Deranged calcium signaling and neurodegeneration in spinocerebellar ataxia type 3

Spinocerebellar ataxia type 3 (SCA3), also known as Machado-Joseph disease (MJD), is an autosomal-dominant neurodegenerative disorder caused by a polyglutamine expansion in ataxin-3 (ATX3; MJD1) protein. In biochemical experiments, we demonstrate that mutant ATX3^exp specifically associated with the type 1 inositol 1,4,5-trisphosphate receptor (InsP ₃R1), an intracellular calcium (Ca²⁺) release channel. In electrophysiological and Ca²⁺ imaging experiments, we show that InsP₃R1 was sensitized to activation by InsP₃ in the presence of mutant ATX3exp.

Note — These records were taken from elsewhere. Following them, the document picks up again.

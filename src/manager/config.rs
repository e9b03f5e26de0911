// SPDX-License-Identifier: MPL-2.0
// This Source Code Form is subject to the terms of the Mozilla Public
// License, v. 2.0. If a copy of the MPL was not distributed with this
// file, You can obtain one at https://mozilla.org/MPL/2.0/.

//! Configuration for the device manager.

use std::sync::Arc;
use std::time::Duration;

use serde::{Deserialize, Serialize};

use crate::backoff::{BackoffPolicy, ExponentialBackoffPolicy};
use crate::health::HeartbeatConfig;
use crate::protocol::E133_PORT;

/// Tuning for the device manager.
///
/// Every field has a default, so a partial configuration file deserializes
/// into a complete one.
///
/// # Examples
///
/// ```
/// use std::time::Duration;
/// use e133_manager::manager::ManagerConfig;
///
/// // Defaults: port 5569, 5 s connect timeout, retries from 5 s up to 30 s
/// let config = ManagerConfig::default();
/// assert_eq!(config.port, 5569);
///
/// // Custom retry timing
/// let config = ManagerConfig::new()
///     .with_initial_retry_delay(Duration::from_secs(1))
///     .with_max_retry_delay(Duration::from_secs(10));
/// ```
#[derive(Debug, Clone, PartialEq, Serialize, Deserialize)]
#[serde(default)]
pub struct ManagerConfig {
    /// TCP port devices listen on.
    pub port: u16,
    /// How long a single connect attempt may take.
    pub connect_timeout: Duration,
    /// Delay before the first retry of a failed endpoint.
    pub initial_retry_delay: Duration,
    /// Upper bound for the retry delay.
    pub max_retry_delay: Duration,
    /// Growth factor of the retry delay per consecutive failure.
    pub backoff_multiplier: f32,
    /// Requests a [`DeviceManagerHandle`](super::DeviceManagerHandle) may
    /// queue before callers wait.
    pub request_capacity: usize,
    /// Events buffered per subscriber before it starts lagging.
    pub event_capacity: usize,
    /// Heartbeat timing for designated sessions.
    pub heartbeat: HeartbeatConfig,
}

impl ManagerConfig {
    /// Creates a configuration with default settings.
    #[must_use]
    pub fn new() -> Self {
        Self::default()
    }

    /// Sets the device port.
    #[must_use]
    pub fn with_port(mut self, port: u16) -> Self {
        self.port = port;
        self
    }

    /// Sets the connect timeout.
    #[must_use]
    pub fn with_connect_timeout(mut self, timeout: Duration) -> Self {
        self.connect_timeout = timeout;
        self
    }

    /// Sets the initial retry delay.
    #[must_use]
    pub fn with_initial_retry_delay(mut self, delay: Duration) -> Self {
        self.initial_retry_delay = delay;
        self
    }

    /// Sets the maximum retry delay.
    #[must_use]
    pub fn with_max_retry_delay(mut self, delay: Duration) -> Self {
        self.max_retry_delay = delay;
        self
    }

    /// Sets the backoff multiplier.
    #[must_use]
    pub fn with_backoff_multiplier(mut self, multiplier: f32) -> Self {
        self.backoff_multiplier = multiplier;
        self
    }

    /// Sets the request queue capacity.
    #[must_use]
    pub fn with_request_capacity(mut self, capacity: usize) -> Self {
        self.request_capacity = capacity;
        self
    }

    /// Sets the event channel capacity.
    #[must_use]
    pub fn with_event_capacity(mut self, capacity: usize) -> Self {
        self.event_capacity = capacity;
        self
    }

    /// Sets the heartbeat timing.
    #[must_use]
    pub fn with_heartbeat(mut self, heartbeat: HeartbeatConfig) -> Self {
        self.heartbeat = heartbeat;
        self
    }

    /// Builds the backoff policy shared by all device endpoints.
    #[must_use]
    pub fn backoff_policy(&self) -> Arc<dyn BackoffPolicy> {
        Arc::new(
            ExponentialBackoffPolicy::new(self.initial_retry_delay, self.max_retry_delay)
                .with_multiplier(self.backoff_multiplier),
        )
    }
}

impl Default for ManagerConfig {
    fn default() -> Self {
        Self {
            port: E133_PORT,
            connect_timeout: Duration::from_secs(5),
            initial_retry_delay: Duration::from_secs(5),
            max_retry_delay: Duration::from_secs(30),
            backoff_multiplier: 2.0,
            request_capacity: 64,
            event_capacity: 256,
            heartbeat: HeartbeatConfig::default(),
        }
    }
}
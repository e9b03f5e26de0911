// SPDX-License-Identifier: MPL-2.0
// This Source Code Form is subject to the terms of the Mozilla Public
// License, v. 2.0. If a copy of the MPL was not distributed with this
// file, You can obtain one at https://mozilla.org/MPL/2.0/.

//! Per-device state held by the device manager.

use std::fmt;
use std::net::Ipv4Addr;
use std::sync::Arc;

use tokio::net::TcpStream;

use crate::health::HealthMonitor;
use crate::transport::{InboundFeed, MessageQueue};

/// Where a managed device is in its connection lifecycle.
#[derive(Debug, Clone, Copy, PartialEq, Eq)]
pub enum ConnectionPhase {
    /// No TCP session; the connector is trying to connect or has been paused.
    Unconnected,
    /// A TCP session is open but the device has not sent anything yet.
    Connected,
    /// This controller is the designated controller for the device.
    Designated,
}

impl ConnectionPhase {
    /// Returns true if a TCP session is open.
    #[must_use]
    pub fn is_connected(self) -> bool {
        !matches!(self, Self::Unconnected)
    }
}

/// Identifies one TCP session.
///
/// Events from the reader task and the health monitor carry the id of the
/// session they belong to, so events from a session that has already been
/// torn down can be told apart from events for the current one.
#[derive(Debug, Clone, Copy, PartialEq, Eq, Hash)]
pub(crate) struct ConnectionId(u64);

impl ConnectionId {
    pub(crate) fn first() -> Self {
        Self(0)
    }

    /// Returns this id and advances to the next one.
    pub(crate) fn take_next(&mut self) -> Self {
        let current = *self;
        self.0 += 1;
        current
    }
}

impl fmt::Display for ConnectionId {
    fn fmt(&self, f: &mut fmt::Formatter<'_>) -> fmt::Result {
        write!(f, "#{}", self.0)
    }
}

/// Resources for one managed device.
///
/// Fields are declared in release order: the health monitor goes first
/// because it sends on the outbound queue, the queue and the inbound feed both
/// hold the socket, and the socket goes last.
pub(crate) struct DeviceState {
    pub(crate) health_monitor: Option<Box<dyn HealthMonitor>>,
    pub(crate) outbound_queue: Option<MessageQueue>,
    pub(crate) inbound_feed: Option<InboundFeed>,
    pub(crate) socket: Option<Arc<TcpStream>>,
    pub(crate) connection: Option<ConnectionId>,
    pub(crate) designated: bool,
    /// The election was lost and the connector endpoint is parked.
    pub(crate) paused: bool,
    address: Ipv4Addr,
}

impl DeviceState {
    pub(crate) fn new(address: Ipv4Addr) -> Self {
        Self {
            health_monitor: None,
            outbound_queue: None,
            inbound_feed: None,
            socket: None,
            connection: None,
            designated: false,
            paused: false,
            address,
        }
    }

    pub(crate) fn phase(&self) -> ConnectionPhase {
        if self.designated {
            ConnectionPhase::Designated
        } else if self.socket.is_some() {
            ConnectionPhase::Connected
        } else {
            ConnectionPhase::Unconnected
        }
    }

    /// Returns true if `connection` is the session currently open.
    pub(crate) fn is_current(&self, connection: ConnectionId) -> bool {
        self.connection == Some(connection)
    }

    /// Checks that a designated device has everything a designated session
    /// needs.
    pub(crate) fn is_consistent(&self) -> bool {
        !self.designated
            || (self.socket.is_some()
                && self.outbound_queue.is_some()
                && self.health_monitor.is_some())
    }

    /// Releases the session: monitor, queue, feed, then socket.
    ///
    /// Leaves `designated` and `paused` alone; the caller decides what the
    /// closed session means.
    pub(crate) fn release_connection(&mut self) {
        self.health_monitor = None;
        self.outbound_queue = None;
        self.inbound_feed = None;
        self.socket = None;
        self.connection = None;
    }
}

impl fmt::Debug for DeviceState {
    fn fmt(&self, f: &mut fmt::Formatter<'_>) -> fmt::Result {
        f.debug_struct("DeviceState")
            .field("address", &self.address)
            .field("phase", &self.phase())
            .field("paused", &self.paused)
            .field("connection", &self.connection)
            .finish_non_exhaustive()
    }
}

We found that feeding SCA3-YAC-84Q transgenic mice with dantrolene, a clinically relevant stabilizer of intracellular Ca ²⁺ signaling, improved their motor performance and prevented neuronal cell loss in pontine nuclei and substantia nigra regions. Our results indicate that deranged Ca²⁺ signaling may play an important role in SCA3 pathology and that Ca²⁺ signaling stabilizers such as dantrolene may be considered as potential therapeutic drugs for treatment of SCA3 patients.